When I was a student there in the late 80s, and in the throes of learning how to analyze sites, I realized that the Arts Quad’s tilted plane created a perceptual wall for anyone walking along the west side, looking east and uphill. Standing at the bottom of the lawn and facing east, your eye perceives more lawn even than is actually there, because the plane is slanted rather than flat. In Parc Citroen, the tipped planes of lawn feel similarly more available to the eye from the walks along their low edge.
Using this kind of quiet grade manipulation can let you create a sense of greater green space than may really be available. Horizontal planes give you two axes — horizontal and vertical — to read, while tilted planes give you a more complex experience. I think that controlling the ground plane’s edge makes the experience more readable, as in this Halvorson-designed tilted plane at the Boston Federal Reserve Bank,

Tilted plane of lawn at Boston's Federal Reserve, with South Station behind. This cylinder of stone and grass is actually part of the Fed's security system -- no one can drive a truck through it to hit the bank's glass walls, just to the left. But you don't read it as a giant bollard; you read it as a big pad of lawn, elevated and held out to your eyes on a stone tray.

Now that's a controlled edge.
Manipulating the ground plane with a wash is a fine way to tweak how a space is perceived, and to give it more quiet complexity.

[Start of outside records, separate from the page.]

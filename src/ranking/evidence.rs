//! Human-readable evidence lines for a ranked fault.

use super::scoring::below_threshold;
use crate::config::RankingConfig;
use crate::types::{FaultKind, SwingMetrics};

/// Round to `digits` decimals for display.
fn rounded(value: f64, digits: i32) -> f64 {
    let p = 10f64.powi(digits);
    (value * p).round() / p
}

/// Ordered evidence for one fault.
///
/// Data-quality lines come first (frame count when non-zero, then the pose
/// OK rate, 1 when not reported), followed by the proxies relevant to the
/// fault and the threshold each was compared against. The OK rate line
/// keeps the list non-empty.
pub fn evidence_for(kind: FaultKind, metrics: &SwingMetrics, config: &RankingConfig) -> Vec<String> {
    let mut lines = Vec::new();

    if let Some(frames) = metrics.frames_used().filter(|&f| f != 0.0) {
        lines.push(format!("Frames used: {frames}"));
    }
    let ok_rate = metrics.ok_rate().unwrap_or(1.0);
    lines.push(format!("Pose OK rate: {}", rounded(ok_rate, 2)));

    match kind {
        FaultKind::LowTurn | FaultKind::LateHips => {
            if let Some(sep) = metrics.sep_med() {
                lines.push(format!("Separation proxy (sepMed): {}", rounded(sep, 3)));
            }
            if let Some(hip) = metrics.hip_turn() {
                lines.push(format!("Hip turn proxy: {}", rounded(hip, 3)));
            }
            if let Some(shoulder) = metrics.sh_turn() {
                lines.push(format!("Shoulder turn proxy: {}", rounded(shoulder, 3)));
            }

            let t = &config.thresholds;
            let sep_threshold = if kind == FaultKind::LowTurn {
                t.low_turn_sep
            } else {
                t.late_hips_sep
            };
            if let Some(signal) = below_threshold(metrics.sep_med(), sep_threshold, 100.0) {
                lines.push(format!(
                    "Signal: sepMed below {sep_threshold} → {}%",
                    signal.round() as u32
                ));
            }
            if kind == FaultKind::LowTurn {
                if let Some(signal) = below_threshold(metrics.hip_turn(), t.low_turn_hip_turn, 100.0) {
                    lines.push(format!(
                        "Signal: hipTurn below {} → {}%",
                        t.low_turn_hip_turn,
                        signal.round() as u32
                    ));
                }
            }
        }
        FaultKind::Sway | FaultKind::ReversePivot => {
            if let Some(sway) = metrics.sway {
                lines.push(format!("Sway flag: {sway}"));
            }
        }
        FaultKind::Foundation | FaultKind::Other => {}
    }

    lines
}

#[cfg(test)]
mod tests {
    use super::*;

    #[test]
    fn empty_metrics_report_default_ok_rate() {
        let lines = evidence_for(FaultKind::LowTurn, &SwingMetrics::default(), &RankingConfig::default());
        assert_eq!(lines, vec!["Pose OK rate: 1".to_string()]);
    }

    #[test]
    fn low_turn_lists_values_then_signals() {
        let m = SwingMetrics {
            ok_rate: Some(0.934),
            frames_used: Some(72.0),
            sep_med: Some(0.03012),
            hip_turn: Some(0.56),
            sh_turn: Some(0.8),
            sway: Some(true),
        };
        let lines = evidence_for(FaultKind::LowTurn, &m, &RankingConfig::default());
        assert_eq!(
            lines,
            vec![
                "Frames used: 72",
                "Pose OK rate: 0.93",
                "Separation proxy (sepMed): 0.03",
                "Hip turn proxy: 0.56",
                "Shoulder turn proxy: 0.8",
                "Signal: sepMed below 0.045 → 33%",
                "Signal: hipTurn below 0.7 → 20%",
            ]
        );
    }

    #[test]
    fn late_hips_uses_its_own_threshold() {
        let m = SwingMetrics {
            sep_med: Some(0.02),
            ..SwingMetrics::default()
        };
        let lines = evidence_for(FaultKind::LateHips, &m, &RankingConfig::default());
        assert_eq!(lines.last().map(String::as_str), Some("Signal: sepMed below 0.04 → 50%"));
    }

    #[test]
    fn sway_reports_flag() {
        let m = SwingMetrics {
            sway: Some(false),
            ..SwingMetrics::default()
        };
        let lines = evidence_for(FaultKind::ReversePivot, &m, &RankingConfig::default());
        assert_eq!(lines, vec!["Pose OK rate: 1", "Sway flag: false"]);
    }

    #[test]
    fn zero_frames_are_not_reported() {
        let m = SwingMetrics {
            frames_used: Some(0.0),
            ok_rate: Some(0.5),
            ..SwingMetrics::default()
        };
        let lines = evidence_for(FaultKind::Other, &m, &RankingConfig::default());
        assert_eq!(lines, vec!["Pose OK rate: 0.5".to_string()]);
    }

    #[test]
    fn fractional_frame_count_is_shown_as_reported() {
        let m = SwingMetrics {
            frames_used: Some(44.5),
            ..SwingMetrics::default()
        };
        let lines = evidence_for(FaultKind::Foundation, &m, &RankingConfig::default());
        assert_eq!(lines, vec!["Frames used: 44.5", "Pose OK rate: 1"]);
    }
}
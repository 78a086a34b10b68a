//! Built-in default constants.
//!
//! Every tunable in `AnalysisConfig` starts from one of these values, so a
//! run with no config file behaves exactly like the hardcoded pipeline.
//! The ranking thresholds are hand-tuned heuristics awaiting calibration
//! against labelled swings.

// ============================================================================
// Smoothing
// ============================================================================

/// EMA weight given to the newest observation.
pub const SMOOTHING_ALPHA: f64 = 0.45;

/// Smallest alpha accepted before clamping; keeps the filter responsive.
pub const SMOOTHING_MIN_ALPHA: f64 = 0.001;

/// Consecutive rejected frames during which the last smoothed value is held.
pub const SMOOTHING_MAX_GAP: usize = 2;

/// Minimum landmark visibility for an observation to be accepted.
pub const SMOOTHING_MIN_VISIBILITY: f64 = 0.0;

/// Minimum landmark presence for an observation to be accepted.
pub const SMOOTHING_MIN_PRESENCE: f64 = 0.0;

/// Upper bound on alpha for visibility/presence series in interpolation mode.
pub const CONFIDENCE_CHANNEL_MAX_ALPHA: f64 = 0.15;

// ============================================================================
// Ranking: pose quality
// ============================================================================

/// Frame count at which clip length stops limiting pose quality.
pub const QUALITY_REFERENCE_FRAMES: f64 = 90.0;

/// Smallest clip-length factor applied to quality (short clips).
pub const QUALITY_MIN_FRAME_FACTOR: f64 = 0.5;

/// Lowest reported quality; confidence is never reported as zero.
pub const QUALITY_FLOOR: f64 = 35.0;

/// Highest reported quality; confidence is never reported as absolute.
pub const QUALITY_CEILING: f64 = 98.0;

// ============================================================================
// Ranking: confidence blend
// ============================================================================

/// Weight of pose quality in the confidence blend.
pub const CONFIDENCE_QUALITY_WEIGHT: f64 = 0.55;

/// Weight of fault signal strength in the confidence blend.
pub const CONFIDENCE_SIGNAL_WEIGHT: f64 = 0.45;

// ============================================================================
// Ranking: proxy thresholds
// ============================================================================

/// Separation proxy below which a low turn is signalled.
pub const LOW_TURN_SEP_THRESHOLD: f64 = 0.045;

/// Hip turn proxy below which a low turn is signalled.
pub const LOW_TURN_HIP_TURN_THRESHOLD: f64 = 0.70;

/// Separation proxy below which late hips are signalled.
pub const LATE_HIPS_SEP_THRESHOLD: f64 = 0.040;

// ============================================================================
// Ranking: scoring
// ============================================================================

/// Starting importance for any fault with a scoring rule or none at all.
pub const BASE_SCORE: f64 = 50.0;

/// Maximum score added by the separation proxy for `low_turn`.
pub const LOW_TURN_SEP_WEIGHT: f64 = 80.0;

/// Maximum score added by the hip turn proxy for `low_turn`.
pub const LOW_TURN_HIP_WEIGHT: f64 = 50.0;

/// Maximum score added by the separation proxy for `late_hips`.
pub const LATE_HIPS_SEP_WEIGHT: f64 = 70.0;

/// Score added to sway-type faults when the sway flag is set.
pub const SWAY_BONUS: f64 = 60.0;

/// Flat score for the generic `foundation` fallback.
pub const FALLBACK_SCORE: f64 = 10.0;

// ============================================================================
// Ranking: signal strength
// ============================================================================

/// Signal for faults with no proxy metric.
pub const BASELINE_SIGNAL: f64 = 35.0;

/// Signal for sway-type faults when the sway flag is set.
pub const SWAY_PRESENT_SIGNAL: f64 = 90.0;

/// Signal for sway-type faults when the sway flag is false or missing.
pub const SWAY_ABSENT_SIGNAL: f64 = 20.0;

/// Signal for the generic `foundation` fallback.
pub const FALLBACK_SIGNAL: f64 = 20.0;

// ============================================================================
// Report
// ============================================================================

/// Number of leading faults listed as top faults.
pub const TOP_FAULTS: usize = 3;

// ============================================================================
// Pose QC
// ============================================================================

/// Frames with fewer landmark slots than this count as missing.
pub const QC_MIN_LANDMARKS: usize = 10;

/// Landmark indices tracked by the jitter proxy: wrists, hips, ankles.
pub const QC_JITTER_LANDMARKS: [usize; 6] = [15, 16, 23, 24, 27, 28];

Cornell Arts Quad photo taken by Anjum and supplied courtesy of Flickr.
Never thought of it that way. Thank you!
And when stippled with red sacs…..
http://www.archdaily.com/32276/field-pezo-von-ellrichshausen/1250478314-field-low-pezo-04/
[...] 26, 2009 by Deb Craig Verzone’s comment on the Tilted Planes post didn’t make sense to me until he sent me an email asking if I’d seen this project on [...]
That wall looks so gunky, heavy and intrusive……..
Thanks for the comment — we hope you’ll keep an eye on the blog and comment when you’re moved to.
It is certainly a heavy wall. But gunky? Intrusive? Overscaled, perhaps, like a supergraphic in three dimensions, but when you’re in the immense space of Dewey Square these walls make sense. The tilted planes are so large that they become places in and of themselves, and mediate nicely between the bulk of South Station — for the definition of heavy, look at that big granite pile swelling into Dewey Square just across the street from the Federal Reserve — and the large and quite loose space in front of it and the FR.